[Opening Material for this exercise section]

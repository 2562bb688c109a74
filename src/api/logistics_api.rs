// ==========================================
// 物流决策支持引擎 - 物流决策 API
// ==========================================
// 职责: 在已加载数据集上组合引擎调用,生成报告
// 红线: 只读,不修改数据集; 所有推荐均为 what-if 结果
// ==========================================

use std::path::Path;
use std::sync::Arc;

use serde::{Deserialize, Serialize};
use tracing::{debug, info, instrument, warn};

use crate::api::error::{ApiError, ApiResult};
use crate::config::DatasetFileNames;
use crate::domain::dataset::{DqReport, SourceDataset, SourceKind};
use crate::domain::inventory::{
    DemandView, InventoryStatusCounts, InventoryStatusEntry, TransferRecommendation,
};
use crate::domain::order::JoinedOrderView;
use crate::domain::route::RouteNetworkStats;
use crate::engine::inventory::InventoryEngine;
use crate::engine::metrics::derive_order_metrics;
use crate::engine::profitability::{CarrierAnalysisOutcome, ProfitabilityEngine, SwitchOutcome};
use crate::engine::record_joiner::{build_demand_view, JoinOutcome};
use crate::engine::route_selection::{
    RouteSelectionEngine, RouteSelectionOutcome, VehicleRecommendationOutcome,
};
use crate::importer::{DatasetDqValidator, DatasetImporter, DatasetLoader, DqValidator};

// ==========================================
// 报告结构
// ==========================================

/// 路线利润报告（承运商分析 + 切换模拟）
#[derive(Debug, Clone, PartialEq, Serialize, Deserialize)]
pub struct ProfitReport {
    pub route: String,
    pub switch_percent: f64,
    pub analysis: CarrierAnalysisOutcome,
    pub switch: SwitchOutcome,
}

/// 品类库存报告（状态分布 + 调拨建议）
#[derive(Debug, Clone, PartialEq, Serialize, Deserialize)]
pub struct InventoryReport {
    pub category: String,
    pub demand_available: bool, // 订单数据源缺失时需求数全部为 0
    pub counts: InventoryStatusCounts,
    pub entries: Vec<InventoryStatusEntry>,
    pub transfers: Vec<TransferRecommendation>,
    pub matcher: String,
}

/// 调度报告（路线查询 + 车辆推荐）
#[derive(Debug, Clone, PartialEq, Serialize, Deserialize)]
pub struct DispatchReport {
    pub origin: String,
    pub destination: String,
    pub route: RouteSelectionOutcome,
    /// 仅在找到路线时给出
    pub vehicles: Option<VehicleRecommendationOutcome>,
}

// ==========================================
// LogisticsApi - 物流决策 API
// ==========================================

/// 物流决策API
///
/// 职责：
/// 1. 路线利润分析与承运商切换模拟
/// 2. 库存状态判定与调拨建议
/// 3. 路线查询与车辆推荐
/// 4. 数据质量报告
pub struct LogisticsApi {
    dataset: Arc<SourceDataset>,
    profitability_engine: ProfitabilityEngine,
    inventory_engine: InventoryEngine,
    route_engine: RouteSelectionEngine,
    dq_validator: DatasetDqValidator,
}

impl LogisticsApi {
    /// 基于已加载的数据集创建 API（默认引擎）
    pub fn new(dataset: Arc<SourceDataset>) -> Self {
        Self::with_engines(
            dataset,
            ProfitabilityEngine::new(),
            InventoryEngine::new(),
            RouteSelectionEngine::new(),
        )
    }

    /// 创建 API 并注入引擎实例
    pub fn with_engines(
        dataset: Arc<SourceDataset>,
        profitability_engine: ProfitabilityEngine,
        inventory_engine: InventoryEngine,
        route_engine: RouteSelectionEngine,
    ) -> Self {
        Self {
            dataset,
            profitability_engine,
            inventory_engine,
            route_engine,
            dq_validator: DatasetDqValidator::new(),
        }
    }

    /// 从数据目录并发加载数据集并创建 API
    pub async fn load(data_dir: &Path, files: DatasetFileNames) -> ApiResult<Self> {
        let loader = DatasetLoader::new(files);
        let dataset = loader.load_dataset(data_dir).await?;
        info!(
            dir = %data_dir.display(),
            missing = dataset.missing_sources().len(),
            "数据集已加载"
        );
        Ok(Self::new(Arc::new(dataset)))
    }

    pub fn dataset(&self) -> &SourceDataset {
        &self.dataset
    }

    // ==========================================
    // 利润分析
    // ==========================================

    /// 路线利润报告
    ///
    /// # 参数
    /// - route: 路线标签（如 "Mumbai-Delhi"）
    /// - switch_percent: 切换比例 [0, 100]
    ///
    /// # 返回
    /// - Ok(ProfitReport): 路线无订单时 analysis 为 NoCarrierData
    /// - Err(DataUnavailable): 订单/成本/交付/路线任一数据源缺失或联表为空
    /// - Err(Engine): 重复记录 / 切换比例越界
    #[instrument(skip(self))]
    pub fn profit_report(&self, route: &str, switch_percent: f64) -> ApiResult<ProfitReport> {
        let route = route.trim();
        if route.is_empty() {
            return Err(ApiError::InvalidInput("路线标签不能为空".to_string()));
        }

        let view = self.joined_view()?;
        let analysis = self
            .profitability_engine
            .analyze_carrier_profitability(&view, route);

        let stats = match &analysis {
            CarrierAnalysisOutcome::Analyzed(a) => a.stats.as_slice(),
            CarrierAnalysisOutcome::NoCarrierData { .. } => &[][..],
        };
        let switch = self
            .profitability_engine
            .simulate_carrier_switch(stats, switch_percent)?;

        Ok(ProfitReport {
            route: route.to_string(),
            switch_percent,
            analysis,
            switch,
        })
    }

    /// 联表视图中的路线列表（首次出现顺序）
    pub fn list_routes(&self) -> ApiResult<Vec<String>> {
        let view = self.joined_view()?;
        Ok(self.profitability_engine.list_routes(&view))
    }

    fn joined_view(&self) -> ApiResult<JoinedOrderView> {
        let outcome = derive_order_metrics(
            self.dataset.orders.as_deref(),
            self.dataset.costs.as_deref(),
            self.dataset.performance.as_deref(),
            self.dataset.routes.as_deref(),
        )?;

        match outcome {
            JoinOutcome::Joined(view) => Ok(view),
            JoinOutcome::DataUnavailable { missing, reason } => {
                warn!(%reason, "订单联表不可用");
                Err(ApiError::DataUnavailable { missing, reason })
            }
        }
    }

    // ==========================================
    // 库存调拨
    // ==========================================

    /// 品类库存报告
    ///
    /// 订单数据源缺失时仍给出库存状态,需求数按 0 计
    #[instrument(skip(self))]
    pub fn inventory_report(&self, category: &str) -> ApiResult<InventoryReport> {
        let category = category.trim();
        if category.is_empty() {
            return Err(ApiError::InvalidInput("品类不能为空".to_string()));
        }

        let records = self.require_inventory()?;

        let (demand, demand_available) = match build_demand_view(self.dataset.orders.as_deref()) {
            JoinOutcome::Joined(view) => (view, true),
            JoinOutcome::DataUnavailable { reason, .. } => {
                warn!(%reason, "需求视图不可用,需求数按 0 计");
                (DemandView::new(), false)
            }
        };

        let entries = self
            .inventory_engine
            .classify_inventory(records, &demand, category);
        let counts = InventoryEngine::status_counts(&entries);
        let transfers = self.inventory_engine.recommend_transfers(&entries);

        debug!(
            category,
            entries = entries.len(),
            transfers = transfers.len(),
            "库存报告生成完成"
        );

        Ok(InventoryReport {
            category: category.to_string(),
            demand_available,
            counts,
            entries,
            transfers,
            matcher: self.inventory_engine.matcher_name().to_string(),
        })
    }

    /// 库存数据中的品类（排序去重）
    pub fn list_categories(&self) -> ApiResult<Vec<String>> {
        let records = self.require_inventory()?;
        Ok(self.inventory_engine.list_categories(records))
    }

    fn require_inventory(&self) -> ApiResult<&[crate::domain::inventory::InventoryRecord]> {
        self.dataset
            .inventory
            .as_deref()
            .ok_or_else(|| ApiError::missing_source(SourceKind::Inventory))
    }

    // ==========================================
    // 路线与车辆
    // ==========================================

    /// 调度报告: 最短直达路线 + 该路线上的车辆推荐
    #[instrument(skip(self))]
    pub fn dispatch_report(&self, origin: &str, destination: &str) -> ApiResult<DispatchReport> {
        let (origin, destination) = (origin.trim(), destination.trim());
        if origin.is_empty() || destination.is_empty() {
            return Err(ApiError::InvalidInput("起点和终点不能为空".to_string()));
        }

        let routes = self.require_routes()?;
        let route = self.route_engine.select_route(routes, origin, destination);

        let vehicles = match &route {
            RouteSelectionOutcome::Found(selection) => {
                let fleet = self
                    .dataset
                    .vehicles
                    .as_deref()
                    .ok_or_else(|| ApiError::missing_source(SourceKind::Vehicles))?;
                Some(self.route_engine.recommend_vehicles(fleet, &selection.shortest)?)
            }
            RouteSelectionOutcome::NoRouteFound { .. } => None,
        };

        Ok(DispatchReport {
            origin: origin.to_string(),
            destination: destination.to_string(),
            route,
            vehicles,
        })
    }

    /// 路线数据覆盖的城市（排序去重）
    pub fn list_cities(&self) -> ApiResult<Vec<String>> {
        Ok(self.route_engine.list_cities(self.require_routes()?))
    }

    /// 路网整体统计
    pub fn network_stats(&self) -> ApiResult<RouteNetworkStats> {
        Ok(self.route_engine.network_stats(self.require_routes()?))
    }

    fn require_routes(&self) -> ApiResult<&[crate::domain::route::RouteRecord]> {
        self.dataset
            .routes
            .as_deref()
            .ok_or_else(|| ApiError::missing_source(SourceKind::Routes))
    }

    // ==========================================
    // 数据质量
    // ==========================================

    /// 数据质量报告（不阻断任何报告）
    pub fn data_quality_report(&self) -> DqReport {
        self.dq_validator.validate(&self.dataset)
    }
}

[Closing Material for this exercise section]

◆ **Task goal**
Within the material above, show every line that includes "DispatchReport".

◆ **Solution below**
pub struct DispatchReport {
    pub fn dispatch_report(&self, origin: &str, destination: &str) -> ApiResult<DispatchReport> {
        Ok(DispatchReport {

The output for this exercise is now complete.